Marokko: Der König bittet zur Wahl
Am Freitag stimmt das Land über eine neue Verfassung ab. Für den Deutsch-Marokkaner Azzadine Karioh ist sie „ein Segen“.
Essen. „Die Marokkaner sind stolz darauf, dass sie eine Änderung der Verhältnisse herbeigeführt haben, ohne Blut zu vergießen“, sagt Azzadine Karioh. Der 32-Jährige arbeitet als Rechtsanwalt in Essen, ist in Deutschland geboren und lebt hier in dritter Generation. Trotzdem ist er heute ganz und gar Marokkaner. Denn im Heimatland seiner Familie stimmt die Bevölkerung über eine neue Verfassung ab.
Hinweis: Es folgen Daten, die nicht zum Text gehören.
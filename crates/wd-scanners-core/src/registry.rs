// SPDX-License-Identifier: MIT OR Apache-2.0
//! The scanner registry: flat + qualified name registration and dispatch.

use std::collections::HashMap;
use std::path::Path;
use std::sync::Arc;

use async_trait::async_trait;
use wd_core::ScannerOutput;
use wd_error::{ErrorCode, WdError};

use crate::options::ScannerOptions;

/// A single scanner: `(target, options) -> ScannerOutput`, a uniform
/// dispatch contract every scanner implements. The registry never catches
/// a scanner's errors or panics — the aggregation pipeline does.
#[async_trait]
pub trait Scanner: Send + Sync {
    /// Inspect `target` and return findings.
    async fn scan(&self, target: &Path, options: &ScannerOptions) -> Result<ScannerOutput, WdError>;
}

/// Registration frozen after startup; read-only thereafter.
pub struct ScannerRegistry {
    by_flat_name: HashMap<String, Arc<dyn Scanner>>,
    by_qualified_name: HashMap<String, Arc<dyn Scanner>>,
}

impl Default for ScannerRegistry {
    fn default() -> Self {
        Self::new()
    }
}

impl ScannerRegistry {
    /// An empty registry.
    #[must_use]
    pub fn new() -> Self {
        Self {
            by_flat_name: HashMap::new(),
            by_qualified_name: HashMap::new(),
        }
    }

    /// Register `scanner` under `category/name` (the qualified name) and
    /// under `name` alone (the flat name).
    ///
    /// A collision in the flat-name namespace is a fatal startup error: the
    /// scanner-name namespace is flat and unique.
    pub fn register(
        &mut self,
        category: &str,
        name: &str,
        scanner: Arc<dyn Scanner>,
    ) -> Result<(), WdError> {
        if self.by_flat_name.contains_key(name) {
            return Err(WdError::new(
                ErrorCode::ConfigScannerNameCollision,
                format!("scanner name '{name}' is already registered"),
            )
            .with_context("category", category)
            .with_context("name", name));
        }
        let qualified = format!("{category}/{name}");
        self.by_flat_name.insert(name.to_string(), scanner.clone());
        self.by_qualified_name.insert(qualified, scanner);
        Ok(())
    }

    /// Look up a scanner by flat or qualified name.
    #[must_use]
    pub fn get(&self, name: &str) -> Option<Arc<dyn Scanner>> {
        self.by_flat_name
            .get(name)
            .or_else(|| self.by_qualified_name.get(name))
            .cloned()
    }

    /// `true` when a scanner is registered under `name` (flat or qualified).
    #[must_use]
    pub fn contains(&self, name: &str) -> bool {
        self.by_flat_name.contains_key(name) || self.by_qualified_name.contains_key(name)
    }

    /// Every registered qualified name, sorted.
    #[must_use]
    pub fn list_qualified(&self) -> Vec<&str> {
        let mut names: Vec<&str> = self.by_qualified_name.keys().map(String::as_str).collect();
        names.sort_unstable();
        names
    }

    /// Number of distinct scanners registered (flat-name count).
    #[must_use]
    pub fn len(&self) -> usize {
        self.by_flat_name.len()
    }

    /// `true` when no scanners are registered.
    #[must_use]
    pub fn is_empty(&self) -> bool {
        self.by_flat_name.is_empty()
    }
}
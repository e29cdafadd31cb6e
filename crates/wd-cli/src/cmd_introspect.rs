// SPDX-License-Identifier: MIT OR Apache-2.0
//! `wd introspect` — report drift between declared and implemented
//! scanners.

use std::path::{Path, PathBuf};

use anyhow::{Context, Result};

use wd_scanners_core::detect_drift;

use crate::support;

pub fn run(config_path: Option<&Path>, scanners_root: Option<PathBuf>) -> Result<()> {
    let _config = support::load_config(config_path)?;
    let resolver = support::build_resolver()?;

    let root = scanners_root.unwrap_or_else(|| resolver.governance_path("scanners"));
    let drift = detect_drift(&root).context("failed to walk scanner manifests")?;

    if drift.is_empty() {
        println!("introspect: no scanner categories found under {}", root.display());
        return Ok(());
    }

    let mut any_dirty = false;
    for category in &drift {
        if category.is_clean() {
            println!("{}: clean", category.category);
            continue;
        }
        any_dirty = true;
        println!("{}: drift detected", category.category);
        for name in &category.undocumented {
            println!("  undocumented: {name}");
        }
        for name in &category.phantom {
            println!("  phantom: {name}");
        }
    }

    if !any_dirty {
        println!("introspect: all categories clean");
    }

    Ok(())
}
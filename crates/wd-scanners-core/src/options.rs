// SPDX-License-Identifier: MIT OR Apache-2.0
//! The open, per-scanner options bag: typed-but-open.

use serde_json::{Map, Value};

/// Scanner-specific options passed through by name; the registry and
/// pipeline never interpret them, only scanners do.
#[derive(Debug, Clone, Default, PartialEq)]
pub struct ScannerOptions(Map<String, Value>);

impl ScannerOptions {
    /// An empty options bag.
    #[must_use]
    pub fn empty() -> Self {
        Self::default()
    }

    /// Build from an existing JSON object map.
    #[must_use]
    pub fn from_map(map: Map<String, Value>) -> Self {
        Self(map)
    }

    /// Raw value lookup.
    #[must_use]
    pub fn get(&self, key: &str) -> Option<&Value> {
        self.0.get(key)
    }

    /// String-typed lookup.
    #[must_use]
    pub fn get_str(&self, key: &str) -> Option<&str> {
        self.0.get(key).and_then(Value::as_str)
    }

    /// Boolean-typed lookup.
    #[must_use]
    pub fn get_bool(&self, key: &str) -> Option<bool> {
        self.0.get(key).and_then(Value::as_bool)
    }

    /// Unsigned-integer-typed lookup.
    #[must_use]
    pub fn get_u64(&self, key: &str) -> Option<u64> {
        self.0.get(key).and_then(Value::as_u64)
    }

    /// Insert or replace an option, builder-style.
    #[must_use]
    pub fn with(mut self, key: impl Into<String>, value: impl Into<Value>) -> Self {
        self.0.insert(key.into(), value.into());
        self
    }
}
// SPDX-License-Identifier: MIT OR Apache-2.0
//! Git repository health scanner.

use std::path::Path;

use async_trait::async_trait;
use serde::Serialize;
use serde_json::json;
use wd_core::ScannerOutput;
use wd_error::{ErrorCode, WdError};
use wd_scanners_core::{Scanner, ScannerOptions};

use super::util::{find_git_repos, run_git};

/// Health classification for a single repository, ordered by urgency.
#[derive(Debug, Clone, Copy, PartialEq, Eq, Serialize)]
#[serde(rename_all = "snake_case")]
enum Health {
    DirtyUnpushed,
    Dirty,
    Unpushed,
    Behind,
    Error,
    Clean,
    Unknown,
}

impl Health {
    fn priority(self) -> u8 {
        match self {
            Self::DirtyUnpushed => 0,
            Self::Dirty => 1,
            Self::Unpushed => 2,
            Self::Behind => 3,
            Self::Error => 4,
            Self::Clean => 5,
            Self::Unknown => 6,
        }
    }
}

struct RepoStatus {
    repo: String,
    path: String,
    branch: String,
    changes: i64,
    ahead: i64,
    behind: i64,
    health: Health,
}

async fn repo_status(repo_path: &Path) -> RepoStatus {
    let name = repo_path
        .file_name()
        .map(|n| n.to_string_lossy().into_owned())
        .unwrap_or_default();
    let path_str = repo_path.display().to_string();

    let branch = run_git(repo_path, &["branch", "--show-current"])
        .await
        .unwrap_or_default();

    let status_output = run_git(repo_path, &["status", "--porcelain"]).await;
    let changes = match &status_output {
        Some(s) if s.is_empty() => 0,
        Some(s) => s.lines().count() as i64,
        None => {
            return RepoStatus {
                repo: name,
                path: path_str,
                branch,
                changes: -1,
                ahead: -1,
                behind: -1,
                health: Health::Error,
            }
        }
    };

    let ahead = run_git(repo_path, &["rev-list", "--count", "@{u}..HEAD"])
        .await
        .and_then(|s| s.parse().ok())
        .unwrap_or(0);
    let behind = run_git(repo_path, &["rev-list", "--count", "HEAD..@{u}"])
        .await
        .and_then(|s| s.parse().ok())
        .unwrap_or(0);

    let health = if changes == 0 && ahead == 0 && behind == 0 {
        Health::Clean
    } else if changes > 0 && ahead > 0 {
        Health::DirtyUnpushed
    } else if changes > 0 {
        Health::Dirty
    } else if ahead > 0 {
        Health::Unpushed
    } else if behind > 0 {
        Health::Behind
    } else {
        Health::Unknown
    };

    RepoStatus {
        repo: name,
        path: path_str,
        branch,
        changes,
        ahead,
        behind,
        health,
    }
}

/// Scans a directory tree for git repositories and reports their working-
/// tree status relative to their upstream.
pub struct GitStatusScanner;

#[async_trait]
impl Scanner for GitStatusScanner {
    async fn scan(&self, target: &Path, _options: &ScannerOptions) -> Result<ScannerOutput, WdError> {
        if !target.is_dir() {
            return Err(WdError::new(
                ErrorCode::IoTargetUnavailable,
                format!("target is not a directory: {}", target.display()),
            )
            .with_context("target", target.display().to_string()));
        }

        let repos = find_git_repos(target);
        let mut statuses = Vec::with_capacity(repos.len());
        for repo in &repos {
            statuses.push(repo_status(repo).await);
        }
        statuses.sort_by_key(|s| (s.health.priority(), -s.changes));

        let mut by_health: std::collections::BTreeMap<&'static str, u64> = Default::default();
        let (mut total_changes, mut total_ahead, mut total_behind, mut needs_attention) = (0i64, 0i64, 0i64, 0u64);

        let items: Vec<serde_json::Value> = statuses
            .into_iter()
            .map(|s| {
                let health_str = match s.health {
                    Health::DirtyUnpushed => "dirty+unpushed",
                    Health::Dirty => "dirty",
                    Health::Unpushed => "unpushed",
                    Health::Behind => "behind",
                    Health::Error => "error",
                    Health::Clean => "clean",
                    Health::Unknown => "unknown",
                };
                *by_health.entry(health_str).or_insert(0) += 1;
                total_changes += s.changes.max(0);
                total_ahead += s.ahead.max(0);
                total_behind += s.behind.max(0);
                if !matches!(s.health, Health::Clean | Health::Unknown) {
                    needs_attention += 1;
                }
                json!({
                    "repo": s.repo,
                    "path": s.path,
                    "branch": s.branch,
                    "changes": s.changes,
                    "ahead": s.ahead,
                    "behind": s.behind,
                    "health": health_str,
                })
            })
            .collect();

        Ok(ScannerOutput::new("git.status", items)
            .with_metadata("by_health", json!(by_health))
            .with_metadata("total_uncommitted_changes", json!(total_changes))
            .with_metadata("total_unpushed_commits", json!(total_ahead))
            .with_metadata("total_behind_commits", json!(total_behind))
            .with_metadata("needs_attention", json!(needs_attention)))
    }
}

#[cfg(test)]
mod tests {
    use super::*;

    async fn init_repo(path: &Path) {
        tokio::process::Command::new("git").arg("init").arg("-q").current_dir(path).status().await.ok();
        tokio::process::Command::new("git")
            .args(["-c", "user.name=wd", "-c", "user.email=wd@local", "commit", "--allow-empty", "-qm", "baseline"])
            .current_dir(path)
            .status()
            .await
            .ok();
    }

    #[tokio::test]
    async fn scan_reports_error_for_nonexistent_target() {
        let scanner = GitStatusScanner;
        let err = scanner
            .scan(Path::new("/nonexistent/target"), &ScannerOptions::empty())
            .await
            .unwrap_err();
        assert_eq!(err.code, ErrorCode::IoTargetUnavailable);
    }

    #[tokio::test]
    async fn scan_of_empty_directory_yields_no_items() {
        let dir = tempfile::tempdir().unwrap();
        let scanner = GitStatusScanner;
        let output = scanner.scan(dir.path(), &ScannerOptions::empty()).await.unwrap();
        assert_eq!(output.count, 0);
    }

    #[tokio::test]
    async fn scan_finds_clean_repo_with_no_upstream() {
        let dir = tempfile::tempdir().unwrap();
        let repo = dir.path().join("alpha");
        std::fs::create_dir(&repo).unwrap();
        init_repo(&repo).await;

        let scanner = GitStatusScanner;
        let output = scanner.scan(dir.path(), &ScannerOptions::empty()).await.unwrap();
        assert_eq!(output.count, 1);
        assert_eq!(output.items[0]["repo"], "alpha");
    }
}
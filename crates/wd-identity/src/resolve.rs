// SPDX-License-Identifier: MIT OR Apache-2.0
//! The resolution algorithm itself.

use std::collections::BTreeMap;

use uuid::Uuid;
use wd_core::{
    AuthorityClaim, CmpStatus, IdentityScanResult, IdentityStats, IdentityStatus, ProjectIdentity,
    UnresolvedInventoryItem,
};

use crate::authority::Authorities;
use crate::url::normalize;

/// Fixed namespace UUID for minting project UUIDs: a constant shared across
/// all machines. Generated once and never regenerated — changing it would
/// re-mint every project's UUID.
pub const NAMESPACE_FEDERATION: Uuid = Uuid::from_u128(0x5f1c_a1a0_9b2e_4f6d_8c3a_1e7d2b905f44);

/// Mint the deterministic UUIDv5 for a `project_key`.
#[must_use]
pub fn mint_uuid(project_key: &str) -> Uuid {
    Uuid::new_v5(&NAMESPACE_FEDERATION, project_key.as_bytes())
}

/// One authority's non-silent claim, paired with the name used in
/// [`AuthorityClaim::authority`].
///
/// Overrides carry no UUID field of their own (they force `display_name`,
/// `classification`, aliases, and exclusion — see `DESIGN.md`), so only
/// `database` and `legacy_registry` can ever produce a UUID claim.
fn claims_for(project_key: &str, authorities: &Authorities) -> Vec<AuthorityClaim> {
    let mut claims = Vec::new();
    if let Some(record) = authorities.cmp.get(project_key) {
        if let Some(uuid) = record.uuid {
            claims.push(AuthorityClaim { authority: "database".into(), uuid });
        }
    }
    if let Some(uuid) = authorities.legacy_registry.get(project_key) {
        claims.push(AuthorityClaim { authority: "legacy_registry".into(), uuid });
    }
    claims
}

/// Classify `identity_status` given the minted UUID and the explicit
/// authority claims.
///
/// **Design decision (see `DESIGN.md`):** a sole authority claim that
/// disagrees with the deterministic mint is treated as a conflict too, by
/// folding the mint itself in as an implicit claim for disagreement
/// purposes (but never enumerating it as a competing claim — only the
/// explicit authorities appear in `conflicting_claims`). Database presence
/// among agreeing claims
/// distinguishes `converged` (the system of record confirms it) from
/// `keyed` (a weaker authority confirms it, but the database has not yet
/// recorded it).
fn classify(minted: Uuid, claims: &[AuthorityClaim]) -> IdentityStatus {
    if claims.is_empty() {
        return IdentityStatus::Discovered;
    }

    let mut distinct: Vec<Uuid> = vec![minted];
    for claim in claims {
        if !distinct.contains(&claim.uuid) {
            distinct.push(claim.uuid);
        }
    }
    if distinct.len() > 1 {
        return IdentityStatus::Conflict;
    }

    let database_agrees = claims.iter().any(|c| c.authority == "database");
    if database_agrees {
        IdentityStatus::Converged
    } else {
        IdentityStatus::Keyed
    }
}

fn cmp_status(project_key: &str, authorities: &Authorities) -> CmpStatus {
    match authorities.cmp.get(project_key) {
        None => CmpStatus::Missing,
        Some(record) if record.uuid.is_some() => CmpStatus::FoundWithUuid,
        Some(_) => CmpStatus::FoundNoUuid,
    }
}

/// Resolve a single inventory URL into a [`ProjectIdentity`], or `Err` with
/// a reason when the URL does not normalize.
pub fn resolve_one(raw_url: &str, authorities: &Authorities) -> Result<ProjectIdentity, String> {
    let normalized = normalize(raw_url).ok_or_else(|| format!("not a recognizable Git remote URL: {raw_url}"))?;
    let project_key = normalized.project_key();
    let minted = mint_uuid(&project_key);

    let claims = claims_for(&project_key, authorities);
    let identity_status = classify(minted, &claims);
    let cmp = cmp_status(&project_key, authorities);

    let record = authorities.cmp.get(&project_key);
    let override_record = authorities.override_for(&project_key);

    let display_name = override_record
        .and_then(|o| o.display_name.clone())
        .or_else(|| record.map(|r| r.display_name.clone()))
        .unwrap_or_else(|| normalized.repo.clone());

    let classification = override_record
        .and_then(|o| o.classification)
        .or_else(|| record.and_then(|r| r.classification))
        .unwrap_or(wd_core::Classification::Active);

    let excluded = override_record.is_some_and(|o| o.excluded);
    let mut enrichment = BTreeMap::new();
    if excluded {
        enrichment.insert("excluded".to_string(), serde_json::json!(true));
    }

    Ok(ProjectIdentity {
        project_uuid: minted,
        project_key,
        display_name,
        github_url: Some(normalized.url),
        local_paths: Vec::new(),
        classification,
        identity_status,
        cmp_status: cmp,
        conflicting_claims: if identity_status == IdentityStatus::Conflict { claims } else { Vec::new() },
        enrichment,
    })
}

/// Resolve every inventory URL, deduplicated by normalized URL, producing a
/// full [`IdentityScanResult`] ordered by `project_key` ascending, so two
/// runs over the same inputs are byte-for-byte identical.
#[must_use]
pub fn resolve_all(inventory_urls: &[String], authorities: &Authorities) -> IdentityScanResult {
    let mut seen = std::collections::BTreeSet::new();
    let mut resolved = Vec::new();
    let mut unresolved = Vec::new();

    for raw in inventory_urls {
        match resolve_one(raw, authorities) {
            Ok(identity) => {
                if seen.insert(identity.project_key.clone()) {
                    resolved.push(identity);
                }
            }
            Err(reason) => unresolved.push(UnresolvedInventoryItem { source: raw.clone(), reason }),
        }
    }

    resolved.sort_by(|a, b| a.project_key.cmp(&b.project_key));
    unresolved.sort_by(|a, b| a.source.cmp(&b.source));

    let mut stats = IdentityStats::default();
    for identity in &resolved {
        stats.record(identity);
    }

    IdentityScanResult { resolved, unresolved, stats }
}
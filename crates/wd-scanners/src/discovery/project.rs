// SPDX-License-Identifier: MIT OR Apache-2.0
//! Project discovery scanner: finds candidate project roots on disk by
//! marker file, independent of any registry (see `DESIGN.md`).

use std::path::Path;

use async_trait::async_trait;
use serde_json::json;
use wd_core::ScannerOutput;
use wd_error::{ErrorCode, WdError};
use wd_scanners_core::{Scanner, ScannerOptions};

/// Project markers checked in priority order, used by drift detection to
/// flag rogue projects found on disk but not yet registered.
const PROJECT_MARKERS: &[&str] = &[".git", "package.json", "pyproject.toml", "Cargo.toml", "go.mod"];

fn marker_at(dir: &Path) -> Option<&'static str> {
    PROJECT_MARKERS.iter().copied().find(|marker| dir.join(marker).exists())
}

/// Walks `target` one level at a time, stopping descent as soon as a
/// directory carries a project marker (a project's internal layout is
/// not itself scanned for nested projects).
fn discover(target: &Path) -> Vec<(std::path::PathBuf, &'static str)> {
    let mut found = Vec::new();
    let mut stack = vec![target.to_path_buf()];

    while let Some(dir) = stack.pop() {
        if let Some(marker) = marker_at(&dir) {
            found.push((dir, marker));
            continue;
        }
        let Ok(entries) = std::fs::read_dir(&dir) else {
            continue;
        };
        for entry in entries.filter_map(Result::ok) {
            let path = entry.path();
            if path.is_dir() {
                stack.push(path);
            }
        }
    }

    found.sort();
    found
}

/// Scans a directory tree for project roots, identified by well-known
/// marker files, without consulting any registry.
pub struct ProjectDiscoveryScanner;

#[async_trait]
impl Scanner for ProjectDiscoveryScanner {
    async fn scan(&self, target: &Path, _options: &ScannerOptions) -> Result<ScannerOutput, WdError> {
        if !target.is_dir() {
            return Err(WdError::new(
                ErrorCode::IoTargetUnavailable,
                format!("target is not a directory: {}", target.display()),
            )
            .with_context("target", target.display().to_string()));
        }

        let items: Vec<serde_json::Value> = discover(target)
            .into_iter()
            .map(|(path, marker)| {
                let name = path.file_name().map(|n| n.to_string_lossy().into_owned()).unwrap_or_default();
                json!({
                    "name": name,
                    "path": path.display().to_string(),
                    "marker": marker,
                })
            })
            .collect();

        Ok(ScannerOutput::new("discovery.project", items))
    }
}

#[cfg(test)]
mod tests {
    use super::*;

    #[tokio::test]
    async fn scan_errors_on_nonexistent_target() {
        let scanner = ProjectDiscoveryScanner;
        let err = scanner.scan(Path::new("/nonexistent"), &ScannerOptions::empty()).await.unwrap_err();
        assert_eq!(err.code, ErrorCode::IoTargetUnavailable);
    }

    #[tokio::test]
    async fn scan_finds_projects_by_marker_and_stops_descent() {
        let dir = tempfile::tempdir().unwrap();
        let rust_project = dir.path().join("alpha");
        std::fs::create_dir_all(rust_project.join("src")).unwrap();
        std::fs::write(rust_project.join("Cargo.toml"), "[package]\n").unwrap();
        // A nested directory inside a discovered project must not itself be reported.
        std::fs::write(rust_project.join("src").join("Cargo.toml"), "").unwrap();

        let node_project = dir.path().join("beta");
        std::fs::create_dir_all(&node_project).unwrap();
        std::fs::write(node_project.join("package.json"), "{}").unwrap();

        let scanner = ProjectDiscoveryScanner;
        let output = scanner.scan(dir.path(), &ScannerOptions::empty()).await.unwrap();
        assert_eq!(output.count, 2);
        let names: Vec<&str> = output.items.iter().map(|i| i["name"].as_str().unwrap()).collect();
        assert!(names.contains(&"alpha"));
        assert!(names.contains(&"beta"));
    }

    #[tokio::test]
    async fn scan_of_directory_with_no_markers_yields_no_items() {
        let dir = tempfile::tempdir().unwrap();
        std::fs::create_dir(dir.path().join("not_a_project")).unwrap();
        let scanner = ProjectDiscoveryScanner;
        let output = scanner.scan(dir.path(), &ScannerOptions::empty()).await.unwrap();
        assert_eq!(output.count, 0);
    }
}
Nach den Umbrüchen in der arabischen Welt kam es auch in Marokko zu Protesten gegen den mit allen Machtbefugnissen ausgestatteten König Mohammed VI. Er reagierte, indem er eine Verfassungsreform ankündigte, die unter anderem die Gleichberechtigung der Frau und Religionsfreiheit beinhaltet. Nun stimmt das Volk darüber ab und auch Azzadine Karioh geht dank doppelter Staatsbürgerschaft zur Wahl, allerdings im Konsulat in Düsseldorf.
Er sei überrascht gewesen, wie weit die Änderungen gehen. „Die Reform ist ein Segen. Sie beweist, dass Marokko eine positive Ausnahmeerscheinung in der arabischen Welt ist“, sagt Karioh. Eine demokratische Öffnung sei schon vorher erkennbar gewesen. So sei es auch deshalb in Marokko zu vergleichsweise wenigen Protesten gekommen, weil es bereits ein Mehrparteiensystem im Land gibt. „Die Monarchie ist außerdem seit Jahrhunderten etabliert. Das ist nicht mit einer Diktatur zu vergleichen, in der sich ein Herrscher aus dem Nichts heraus hochgeputscht hat“, sagt Karioh.
Im Verfassungsentwurf würden zahlreiche Regeln festgeschrieben, die informell bereits praktiziert würden. So wird festgelegt, dass der König den Premierminister nicht mehr nach Gutdünken bestimmen darf. Er muss aus der Partei mit den meisten Wählerstimmen kommen. Neu ist, dass der Premier Minister ernennen und entlassen darf. Auch die Justiz soll unabhängiger werden.
Allerdings: Der König wird weiterhin die Kabinettssitzungen leiten, er bleibt religiöses Oberhaupt sowie Oberbefehlshaber der Streitkräfte. Zuletzt hat es sowohl Proteste für als auch gegen die neue Verfassung gegeben. Den Gegnern geht die Machtabgabe des Königs nicht weit genug.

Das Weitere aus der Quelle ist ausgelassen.